# Pasta - The whole thing



## Luke9 (Sep 23, 2018)

Hello! I am Luke and new to the forum  I want to learn how to cook pasta and prepare 'restaurant level' dishes. As of today I have cooked pasta three times.

I have been reading about cooking in general for some time but I want to take things a bit more seriously now and so I came up with the following plan:

I want to learn about pasta dishes, in general, a bit of history etc etc 
I want to learn about the science of pasta, just a tad, nothing fancy but I believe it's crucial to have such an understanding. 
This is the part where I get down to actual cooking and prepare pasta and sauces.
I will now worry about the fine details of presenting the food nicely, fine tune some techniques … in short I'll eat a home made pasta dish as if I was eating it in a restaurant. 
I am thinking that the best way to get started is to get some books so I looked a bit around these look promising:

Mastering Pasta: The Art and Practice of Handmade Pasta, Gnocchi, and Risotto by Marc Vetri. The feel I got from reviews is that this is not a beginner's book, but the first few pages got me very interested.

Beard on Pasta by James Beard - A classic and a lot of reviews where highly positive.

Trullo by Tim Siadatan - Looks like a comprehensive approach but there is only a single chapter on pasta.

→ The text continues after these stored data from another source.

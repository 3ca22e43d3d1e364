use std::collections::{HashMap, HashSet};
use std::path::Path;

use chrono::Utc;

use super::context::{materialize, SessionContext};
use super::entry::{generate_entry_id, EntryId, EntryPayload, SessionEntry};
use super::log::{SessionHeader, SessionLog};
use super::paths::session_file_name;
use crate::error::SessionError;

/// Append-only tree of session entries with a movable leaf pointer.
///
/// Entries are never modified or removed. Appends go to the log (when there is
/// one) before the in-memory tree changes, so a failed write leaves the tree
/// exactly as it was.
#[derive(Debug)]
pub struct SessionTree {
    id: String,
    entries: Vec<SessionEntry>,
    index: HashMap<EntryId, usize>,
    children: HashMap<EntryId, Vec<EntryId>>,
    leaf: Option<EntryId>,
    log: Option<SessionLog>,
}

impl SessionTree {
    /// A tree without persistence.
    pub fn in_memory() -> Self {
        Self {
            id: uuid::Uuid::new_v4().to_string(),
            entries: Vec::new(),
            index: HashMap::new(),
            children: HashMap::new(),
            leaf: None,
            log: None,
        }
    }

    /// Start a new persisted session in `dir`.
    pub fn create(dir: &Path, cwd: Option<&Path>) -> Result<Self, SessionError> {
        let id = uuid::Uuid::new_v4().to_string();
        let header = SessionHeader::new(id.clone(), cwd);
        let path = dir.join(session_file_name(header.timestamp, &id));
        let log = SessionLog::create(path, header)?;
        Ok(Self {
            log: Some(log),
            id,
            ..Self::in_memory()
        })
    }

    /// Open a persisted session. The leaf is the last entry in the log.
    pub fn open(path: &Path) -> Result<Self, SessionError> {
        let loaded = SessionLog::load(path)?;
        let mut tree = Self {
            id: loaded.log.header().id.clone(),
            log: Some(loaded.log),
            ..Self::in_memory()
        };
        for entry in loaded.entries {
            tree.insert_loaded(entry);
        }
        Ok(tree)
    }

    /// Build an in-memory tree from entries that are already parent-ordered.
    pub fn from_entries(entries: Vec<SessionEntry>) -> Result<Self, SessionError> {
        let mut tree = Self::in_memory();
        for entry in entries {
            if let Some(parent_id) = &entry.parent_id {
                if !tree.index.contains_key(parent_id) {
                    return Err(SessionError::UnknownEntryId(parent_id.clone()));
                }
            }
            tree.insert_loaded(entry);
        }
        Ok(tree)
    }

    fn insert_loaded(&mut self, entry: SessionEntry) {
        let id = entry.id.clone();
        if let Some(parent_id) = &entry.parent_id {
            self.children
                .entry(parent_id.clone())
                .or_default()
                .push(id.clone());
        }
        self.index.insert(id.clone(), self.entries.len());
        self.entries.push(entry);
        self.leaf = Some(id);
    }

    pub fn id(&self) -> &str {
        &self.id
    }

    pub fn path(&self) -> Option<&Path> {
        self.log.as_ref().map(SessionLog::path)
    }

    pub fn leaf_id(&self) -> Option<&str> {
        self.leaf.as_deref()
    }

    pub fn len(&self) -> usize {
        self.entries.len()
    }

    pub fn is_empty(&self) -> bool {
        self.entries.is_empty()
    }

    pub fn get(&self, id: &str) -> Option<&SessionEntry> {
        self.index.get(id).map(|&i| &self.entries[i])
    }

    pub fn contains(&self, id: &str) -> bool {
        self.index.contains_key(id)
    }

    /// All entries in append order.
    pub fn entries(&self) -> &[SessionEntry] {
        &self.entries
    }

    pub fn children(&self, id: &str) -> &[EntryId] {
        self.children.get(id).map(Vec::as_slice).unwrap_or_default()
    }

    /// Append under the current leaf and advance the leaf to the new entry.
    pub fn append(&mut self, payload: EntryPayload) -> Result<EntryId, SessionError> {
        let parent = self.leaf.clone();
        self.insert(parent, payload)
    }

    /// Append under an explicit parent (`None` starts a new root).
    pub fn append_with_parent(
        &mut self,
        payload: EntryPayload,
        parent_id: Option<&str>,
    ) -> Result<EntryId, SessionError> {
        if let Some(parent_id) = parent_id {
            if !self.contains(parent_id) {
                return Err(SessionError::UnknownEntryId(parent_id.to_string()));
            }
        }
        self.insert(parent_id.map(str::to_string), payload)
    }

    fn insert(
        &mut self,
        parent_id: Option<EntryId>,
        payload: EntryPayload,
    ) -> Result<EntryId, SessionError> {
        let entry = SessionEntry {
            id: generate_entry_id(|id| self.index.contains_key(id)),
            parent_id,
            timestamp: Utc::now(),
            payload,
        };
        if let Some(log) = self.log.as_mut() {
            log.append(&entry)?;
        }
        let id = entry.id.clone();
        self.insert_loaded(entry);
        Ok(id)
    }

    /// Move the leaf. History is untouched.
    pub fn set_leaf(&mut self, id: &str) -> Result<(), SessionError> {
        if !self.contains(id) {
            return Err(SessionError::UnknownEntryId(id.to_string()));
        }
        self.leaf = Some(id.to_string());
        Ok(())
    }

    /// Alias for [`set_leaf`](Self::set_leaf).
    pub fn branch(&mut self, id: &str) -> Result<(), SessionError> {
        self.set_leaf(id)
    }

    /// Clear the leaf so the next append starts a new root.
    pub fn reset_leaf(&mut self) {
        self.leaf = None;
    }

    /// Branch to `target_id`, recording a marker that remembers the abandoned leaf
    /// and, optionally, a summary of what happened on it.
    pub fn branch_with_summary(
        &mut self,
        target_id: &str,
        summary: Option<String>,
    ) -> Result<EntryId, SessionError> {
        if !self.contains(target_id) {
            return Err(SessionError::UnknownEntryId(target_id.to_string()));
        }
        let from_id = self.leaf.clone().unwrap_or_else(|| target_id.to_string());
        self.insert(
            Some(target_id.to_string()),
            EntryPayload::BranchMarker { from_id, summary },
        )
    }

    /// Attach (or clear, with `None`) a label on an existing entry.
    pub fn append_label(
        &mut self,
        target_id: &str,
        label: Option<String>,
    ) -> Result<EntryId, SessionError> {
        if !self.contains(target_id) {
            return Err(SessionError::UnknownEntryId(target_id.to_string()));
        }
        self.append(EntryPayload::Label {
            target_id: target_id.to_string(),
            label,
        })
    }

    /// Latest label attached to `id`.
    pub fn label_for(&self, id: &str) -> Option<&str> {
        self.entries
            .iter()
            .rev()
            .find_map(|entry| match &entry.payload {
                EntryPayload::Label { target_id, label } if target_id == id => Some(label),
                _ => None,
            })
            .and_then(|label| label.as_deref())
    }

    /// Entries from the root down to `leaf_id`, inclusive.
    pub fn path_to_leaf(&self, leaf_id: &str) -> Result<Vec<&SessionEntry>, SessionError> {
        let mut path = Vec::new();
        let mut visited = HashSet::new();
        let mut cursor = Some(leaf_id.to_string());
        while let Some(id) = cursor {
            if !visited.insert(id.clone()) {
                return Err(SessionError::Cycle(leaf_id.to_string()));
            }
            let entry = self
                .get(&id)
                .ok_or_else(|| SessionError::UnknownEntryId(id.clone()))?;
            path.push(entry);
            cursor = entry.parent_id.clone();
        }
        path.reverse();
        Ok(path)
    }

    /// Path to the current leaf; empty when there is no leaf.
    pub fn current_path(&self) -> Result<Vec<&SessionEntry>, SessionError> {
        match self.leaf.as_deref() {
            Some(leaf) => self.path_to_leaf(leaf),
            None => Ok(Vec::new()),
        }
    }

    /// Materialize the message sequence for `leaf_id` (the current leaf when `None`).
    pub fn build_context(&self, leaf_id: Option<&str>) -> Result<SessionContext, SessionError> {
        let path = match leaf_id.or(self.leaf.as_deref()) {
            Some(leaf) => self.path_to_leaf(leaf)?,
            None => Vec::new(),
        };
        Ok(materialize(&path))
    }
}
use super::*;

use std::collections::VecDeque;
use std::sync::atomic::{AtomicUsize, Ordering};
use std::sync::Mutex;

use crate::provider::scripted::ScriptedModel;
use crate::session::{shared, SessionTree};
use crate::tools::{FnTool, ToolOutput, ToolParameters};
use crate::types::ToolCall;

pub(super) use tokio::time::timeout;

pub(super) type EventLog = Arc<Mutex<Vec<AgentEvent>>>;

pub(super) fn test_loop(model: &Arc<ScriptedModel>) -> AgentLoop {
    AgentLoop::new(model.clone())
}

pub(super) fn empty_session() -> SharedSession {
    shared(SessionTree::in_memory())
}

pub(super) fn capture_agent_events() -> (AgentEventSink, EventLog) {
    let events: EventLog = Arc::new(Mutex::new(Vec::new()));
    let sink_events = events.clone();
    let sink: AgentEventSink = Arc::new(move |event| {
        sink_events.lock().expect("event lock").push(event);
    });
    (sink, events)
}

/// Provider that hands out one scripted batch per call, then empty batches.
pub(super) fn batches(batches: Vec<Vec<Message>>) -> (MessageBatchFn, Arc<AtomicUsize>) {
    let queue = Arc::new(Mutex::new(VecDeque::from(batches)));
    let calls = Arc::new(AtomicUsize::new(0));
    let counter = calls.clone();
    let provider: MessageBatchFn = Arc::new(move || {
        counter.fetch_add(1, Ordering::SeqCst);
        let next = queue.lock().expect("batch lock").pop_front();
        Box::pin(async move { next.unwrap_or_default() })
    });
    (provider, calls)
}

/// Tool that records its name when it runs and answers after `delay`.
pub(super) fn recording_tool(
    name: &'static str,
    delay: Duration,
    log: Arc<Mutex<Vec<String>>>,
) -> Arc<dyn Tool> {
    Arc::new(FnTool::new(
        name,
        format!("{name} test tool"),
        ToolParameters::empty(),
        move |_invocation| {
            let log = log.clone();
            async move {
                log.lock().expect("tool log lock").push(name.to_string());
                tokio::time::sleep(delay).await;
                Ok(ToolOutput::text(format!("{name} ok")))
            }
        },
    ))
}

/// Tool that runs until cancelled, tracking how many calls are active at once.
pub(super) fn blocking_tool(
    name: &'static str,
    active: Arc<AtomicUsize>,
    max_active: Arc<AtomicUsize>,
) -> Arc<dyn Tool> {
    Arc::new(FnTool::new(
        name,
        "runs until cancelled",
        ToolParameters::empty(),
        move |invocation| {
            let active = active.clone();
            let max_active = max_active.clone();
            async move {
                let now = active.fetch_add(1, Ordering::SeqCst) + 1;
                max_active.fetch_max(now, Ordering::SeqCst);
                invocation.cancel.cancelled().await;
                active.fetch_sub(1, Ordering::SeqCst);
                Ok(ToolOutput::text("stopped"))
            }
        },
    ))
}

pub(super) fn call(id: &str, name: &str) -> ToolCall {
    ToolCall::new(id, name, serde_json::json!({}))
}

pub(super) fn tool_results(messages: &[Message]) -> Vec<&crate::types::ToolResultMessage> {
    messages.iter().filter_map(Message::as_tool_result).collect()
}

pub(super) fn count_events(events: &EventLog, predicate: impl Fn(&AgentEvent) -> bool) -> usize {
    events
        .lock()
        .expect("event lock")
        .iter()
        .filter(|event| predicate(event))
        .count()
}

pub(super) async fn wait_for_state(handle: &RunHandle, wanted: LoopState) {
    let mut state = handle.watch_state();
    while *state.borrow() != wanted {
        state.changed().await.expect("run state channel closed");
    }
}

I am considering a class, but I want to get my hands dirty a bit more before doing so.

My question is which of these books would you recommend or perhaps others?

Thank you in advance!


----------



## brianshaw (Dec 18, 2010)

Try this one, Luke. History and recipes... from an acknowledged expert in the topic. One of my favorite pasta books. And won't cost much either!

https://www.google.com/search?clien...6i131j0i131j46i131i155j0i10j46i10.HNM1jeCz8ZQ


----------



## Cv123 (Sep 24, 2018)

In Italy, every region has its classic pasta dishes. Learn them from recipes on the internet. Keep in mind most classic dishes are from local, seasonal produce.


----------



## Luke9 (Sep 23, 2018)

Thank you for your replies! 

Brianshaw, I have bought the book you suggested.

Cheers


----------